Until Texas’s NEPA assignment is revoked, all advocates can do is sue to stop bad projects — though with the president picking many of the judges, that’s an increasingly bleak prospect, too.
“With Trump being in office, the courts aren’t getting easier either,” added Levinski. “[And] making the public be the enforcer of NEPA, I think, puts a big onus on the residents of Texas to go up against the giant Goliath that is TxDOT on every single case. … We need some sort of measure of oversight. You can’t just write off the entire state of Texas.”
The members of the Texas Streets coalition acknowledge that getting their state’s NEPA assignment revoked won’t be easy — and if it can’t be done, they hope USDOT will at least make some common-sense changes.

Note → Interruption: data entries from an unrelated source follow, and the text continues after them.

use super::UiApp;
use eframe::egui;
use skin_core::present::{ConfidenceTier, DISCLAIMER, ResultView};

impl UiApp {
    /// Session errors win over local I/O status; both render in the same alert.
    pub(super) fn render_error_alert(&self, ui: &mut egui::Ui) {
        let message = match (&self.session.state().error, self.status.is_empty()) {
            (Some(err), _) => err.to_string(),
            (None, false) => self.status.clone(),
            (None, true) => return,
        };
        egui::Frame::group(ui.style()).show(ui, |ui| {
            ui.set_width(ui.available_width());
            let color = ui.visuals().error_fg_color;
            ui.colored_label(color, format!("⚠ {message}"));
        });
        ui.add_space(12.0);
    }

    pub(super) fn render_result_card(&self, ui: &mut egui::Ui) {
        let Some(result) = self.session.state().result.as_ref() else {
            return;
        };
        let view = ResultView::from_result(result);

        egui::Frame::group(ui.style()).show(ui, |ui| {
            ui.set_width(ui.available_width());
            ui.heading("✔ Hasil Analisis Jenis Kulit");
            ui.label("Hasil analisis menggunakan Random Forest Algorithm");
            ui.add_space(8.0);
            ui.horizontal(|ui| {
                ui.vertical(|ui| {
                    ui.label(egui::RichText::new(view.title).size(20.0).strong());
                    ui.label(&view.confidence_text);
                });
                ui.with_layout(egui::Layout::right_to_left(egui::Align::Center), |ui| {
                    tier_badge(ui, view.tier);
                });
            });
            ui.add_space(4.0);
            ui.small(&view.processed_at);
            ui.add_space(6.0);
            ui.label(format!("💡 Rekomendasi: {}", view.recommendation));
            ui.add_space(6.0);
            let warn = ui.visuals().warn_fg_color;
            ui.colored_label(warn, DISCLAIMER);
            ui.add_space(6.0);
            ui.label(egui::RichText::new(format!("Catatan: {}", view.note)).italics());
        });
        ui.add_space(12.0);
    }

    pub(super) fn render_info_card(&self, ui: &mut egui::Ui) {
        egui::Frame::group(ui.style()).show(ui, |ui| {
            ui.set_width(ui.available_width());
            ui.label(egui::RichText::new("Tentang Sistem").size(16.0).strong());
            ui.add_space(6.0);
            ui.columns(2, |cols| {
                cols[0].label(egui::RichText::new("Algoritma").strong());
                cols[0].label(
                    "Menggunakan Algoritma Random Forest Classifier dengan akurasi tinggi \
                     untuk klasifikasi jenis kulit wajah (kering, normal, berminyak).",
                );
                cols[1].label(egui::RichText::new("Keamanan Data").strong());
                cols[1].label(
                    "Foto hanya disimpan di memori selama sesi berjalan dan dihapus \
                     saat direset atau aplikasi ditutup.",
                );
            });
            ui.add_space(6.0);
            let config = self.session.config();
            ui.small(format!(
                "Versi aplikasi: {} · interval progres {} ms · waktu analisis {} ms",
                self.app_version, config.tick_interval_ms, config.compute_delay_ms
            ));
        });
    }
}

fn tier_badge(ui: &mut egui::Ui, tier: ConfidenceTier) {
    let visuals = ui.visuals();
    let (fill, text) = match tier {
        ConfidenceTier::High => (visuals.selection.bg_fill, visuals.selection.stroke.color),
        ConfidenceTier::Medium => (visuals.faint_bg_color, visuals.text_color()),
    };
    ui.label(
        egui::RichText::new(format!(" {} ", tier.label()))
            .strong()
            .color(text)
            .background_color(fill),
    );
}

The state might still be allowed do its own environmental assessments, but not on massive highway projects that displace hundreds of residents. The feds also might force the DOT to wait at least 30 days to collect public comment after they make changes to their plans, or submit to “an annual NEPA compliance audit” to ensure they’re not flouting federal laws. At a minimum, they could acknowledge that granting states like Texas the ability to do their own environmental review even as they’re suing to hide their greenhouse gas emissions from the public seems like a pretty obvious flaw in the system.
At the end of the day, though, advocates say we need to address the shortcomings of NEPA itself, which still doesn’t factor in the power of induced demand — and still offers all states too many opportunities to build destructive highways, even when the federal government is grading their projects.
“I think that NEPA assignment and its abuses by TxDOT are a symptom of the larger failings of NEPA as a whole,” added Eccles. “NEPA was very well intentioned at the time [it was written], but certain states like TxDOT have gotten very good at gaming it to rubber stamp projects that they want to do regardless. Contrast that with the NEPA burden that the Federal Transit Administration puts on transit projects; it’s much more rigorous, and it ends up slowing down those projects significantly. We need to have a clearer picture of what projects benefit the environment and which projects harm it.”